• DOLAR 34.944
  • EURO 36.745
  • ALTIN 2979.98
  • ...
Fahri Vaiz Kutluay: Manevi mekânları ziyaret edenler bu mekânlara saygı göstersin
Google News'te Doğruhaber'e abone olun.  Haberin Videosunu İzlemek İçin Tıklayınız

Hava sıcaklıklarının artması ile birlikte Peygamber Şehri Şanlıurfa her yıl olduğu gibi bu yolda yüzbinlerce yerli ve yabancı turisti ağırlamaya hazırlanıyor.

İnanç turizmin önemli merkezlerinden olan Şanlıurfa'yı ziyaret eden misafirler,  öncellikle Hazreti İbrahim ve Hazreti Eyyüp'ün makamlarını ziyaret ediyorlar.

Halk tarafından kutsal kabul edilen ve kentteki önemli zatların medfun olduğu bu makamları ziyaret eden bazı ziyaretçilerin uygunsuz kıyafetlerle bu makamlara girmesi tepkilere neden oluyor.

Bu makamlarda uygunsuz kıyafetlerle video ve fotoğraf çeken bu kişiler, halkın inanç ve değer yargılarını da görmezden geliyor.

Abdest alarak namaza duran ziyaretçiler, bir yandan manevi havayı teneffüs ederken bir yandan da yarı çıplak bir şekilde etrafta dolaşan ziyaretçileri görüyor.

Rahmet Damlası Derneği Başkanı Fahri Vaiz Mehmet Emin Kutluay; örtünmenin önemi, gençlere İslam'ın anlatılması ve maneviyatı yüksek makamların uygunsuz kıyafetlerle ziyaret edilmesi konularında İLKHA'ya konuştu.

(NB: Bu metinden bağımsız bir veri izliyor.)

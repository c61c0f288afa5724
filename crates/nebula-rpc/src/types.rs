//! Wire types: inbound commands and outbound response envelopes.

use serde::{Deserialize, Serialize};
use serde_json::{Map, Value};

use crate::errors::RpcError;
use crate::params::Payload;

/// Error classification carried in the `error` field of an error envelope.
#[derive(Clone, Copy, Debug, PartialEq, Eq, Hash, Serialize, Deserialize)]
pub enum ErrorKind {
    /// The inbound message could not be decoded as a command.
    InvalidMessage,
    /// The `action` is not in the supported table.
    UnknownAction,
    /// A required payload field is missing or malformed.
    InvalidArgument,
    /// The referenced display, process or plan does not exist.
    NotFound,
    /// The provider failed to execute a valid request.
    OperationFailed,
    /// Unclassified failure.
    InternalError,
}

impl ErrorKind {
    /// Wire name of the kind.
    pub fn as_str(self) -> &'static str {
        match self {
            Self::InvalidMessage => "InvalidMessage",
            Self::UnknownAction => "UnknownAction",
            Self::InvalidArgument => "InvalidArgument",
            Self::NotFound => "NotFound",
            Self::OperationFailed => "OperationFailed",
            Self::InternalError => "InternalError",
        }
    }
}

/// Fields of a success envelope.
#[derive(Clone, Debug, Default, PartialEq, Serialize, Deserialize)]
#[serde(transparent)]
pub struct SuccessBody(Map<String, Value>);

impl SuccessBody {
    /// `{"action": "pong"}`.
    pub fn pong() -> Self {
        let mut map = Map::new();
        let _ = map.insert("action".into(), Value::from("pong"));
        Self(map)
    }

    /// `{"status": "success", "message": ...}` for a completed mutation.
    pub fn status(message: impl Into<String>) -> Self {
        let mut map = success_map();
        let _ = map.insert("message".into(), Value::String(message.into()));
        Self(map)
    }

    /// `{"status": "success", "action": tag, key: items}` for a listing.
    pub fn listing<T: Serialize + ?Sized>(
        tag: &str,
        key: &str,
        items: &T,
    ) -> Result<Self, RpcError> {
        let value = serde_json::to_value(items).map_err(|e| RpcError::Internal {
            message: format!("failed to serialize {key}: {e}"),
        })?;
        let mut map = success_map();
        let _ = map.insert("action".into(), Value::from(tag));
        let _ = map.insert(key.into(), value);
        Ok(Self(map))
    }

    /// Field lookup.
    pub fn get(&self, key: &str) -> Option<&Value> {
        self.0.get(key)
    }

    /// The `action` tag, if any.
    pub fn action_tag(&self) -> Option<&str> {
        self.0.get("action").and_then(Value::as_str)
    }
}

fn success_map() -> Map<String, Value> {
    let mut map = Map::new();
    let _ = map.insert("status".into(), Value::from("success"));
    map
}

/// Exactly one of these is emitted per command.
#[derive(Clone, Debug, PartialEq, Serialize, Deserialize)]
#[serde(untagged)]
pub enum ResponseEnvelope {
    /// `{"error": kind, "message": text}`.
    Error {
        /// Classification.
        error: ErrorKind,
        /// Human-readable explanation.
        message: String,
    },
    /// `{"status": "success", ...}` or `{"action": "pong"}`.
    Success(SuccessBody),
}

impl ResponseEnvelope {
    /// Build an error envelope.
    pub fn error(kind: ErrorKind, message: impl Into<String>) -> Self {
        Self::Error {
            error: kind,
            message: message.into(),
        }
    }

    /// Whether this is a success envelope.
    pub fn is_success(&self) -> bool {
        matches!(self, Self::Success(_))
    }

    /// Error kind, if this is an error envelope.
    pub fn error_kind(&self) -> Option<ErrorKind> {
        match self {
            Self::Error { error, .. } => Some(*error),
            Self::Success(_) => None,
        }
    }

    /// Encode as a JSON text frame.
    pub fn to_text(&self) -> String {
        serde_json::to_string(self).unwrap_or_else(|e| {
            format!(r#"{{"error":"InternalError","message":"failed to encode response: {e}"}}"#)
        })
    }
}

impl From<SuccessBody> for ResponseEnvelope {
    fn from(body: SuccessBody) -> Self {
        Self::Success(body)
    }
}

impl From<RpcError> for ResponseEnvelope {
    fn from(err: RpcError) -> Self {
        Self::error(err.kind(), err.to_string())
    }
}

/// A decoded inbound message.
#[derive(Clone, Debug, PartialEq)]
pub struct Command {
    /// Requested action name, not yet validated against the table.
    pub action: String,
    /// Action-specific parameters.
    pub payload: Payload,
}

impl Command {
    /// Decode a text frame.
    ///
    /// The frame must be a JSON object with a string `action`. All other
    /// top-level keys form the payload; a nested `payload` object is merged
    /// underneath them, top-level keys winning.
    pub fn decode(text: &str) -> Result<Self, RpcError> {
        let value: Value = serde_json::from_str(text).map_err(|e| RpcError::InvalidMessage {
            message: format!("Invalid JSON: {e}"),
        })?;
        let Value::Object(mut fields) = value else {
            return Err(RpcError::InvalidMessage {
                message: "Message must be a JSON object".into(),
            });
        };

        let action = match fields.remove("action") {
            Some(Value::String(action)) => action,
            Some(_) => {
                return Err(RpcError::InvalidMessage {
                    message: "Field 'action' must be a string".into(),
                });
            }
            None => {
                return Err(RpcError::InvalidMessage {
                    message: "Missing 'action' field".into(),
                });
            }
        };

        let mut payload = match fields.remove("payload") {
            Some(Value::Object(nested)) => nested,
            Some(other) => {
                let _ = fields.insert("payload".into(), other);
                Map::new()
            }
            None => Map::new(),
        };
        payload.extend(fields);

        Ok(Self {
            action,
            payload: Payload::new(payload),
        })
    }
}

"Kadın örtüsüyle değer kazanır"

Örtünmenin Allah'ın kesin emri olduğuna dikkat çeken Kutluay, "Cenab-ı Hakk (Celle Celalühü) hiçbir meyveyi kabuksuz yaratmamıştır. Bütün meyvelerin kabuğu vardır. Cenab-ı Hakk'ın en mükemmel varlığı olan kadın, Allah'ın emretmiş olduğu örtüyle değer kazanır. Allah'u Teâlâ Nur Suresi'nde 'Mü'min kadınlara da söyle gözlerini (haramdan) sakınsınlar ve ırzlarını korusunlar. Kendiliğinden görünenler dışında süslerini göstermesinler. Başörtülerini yakalarının üzerine örtsünler.' diye buyurmaktadır. Allah'u Teâlâ örtüyü emretmiştir. Hazreti Resulullah (Aleyhi's-salâtü ves-selâm), Hazreti Ebubekir'in kızı Esma'nın bir gün örtüsünü takmadığını görünce, 'Esma! Bir kız çocuğu buluğa erdiği zaman el, yüz, ayak bütün vücudunu örtmelidir.' diyor. Bizim feryadımız budur. Yine Hazreti Peygamber şöyle buyuruyor: 'Bir zaman gelecek. İnsanlar giyinik ama çıplak olacak.' Maalesef üzülerek söylüyorum o devire biz rast geldik. Bizim feryadımız;  'herkes cennete gitsin.' Allah'ın cenneti geniştir. Dünyada cennet hayatı yaşıyorum diyenler aslında cehennem hayatı yaşıyorlar. İnşallah kardeşlerimizin Allah'ın istediği bir şekilde bir hayat yaşamalarını temenni ediyoruz." diye konuştu.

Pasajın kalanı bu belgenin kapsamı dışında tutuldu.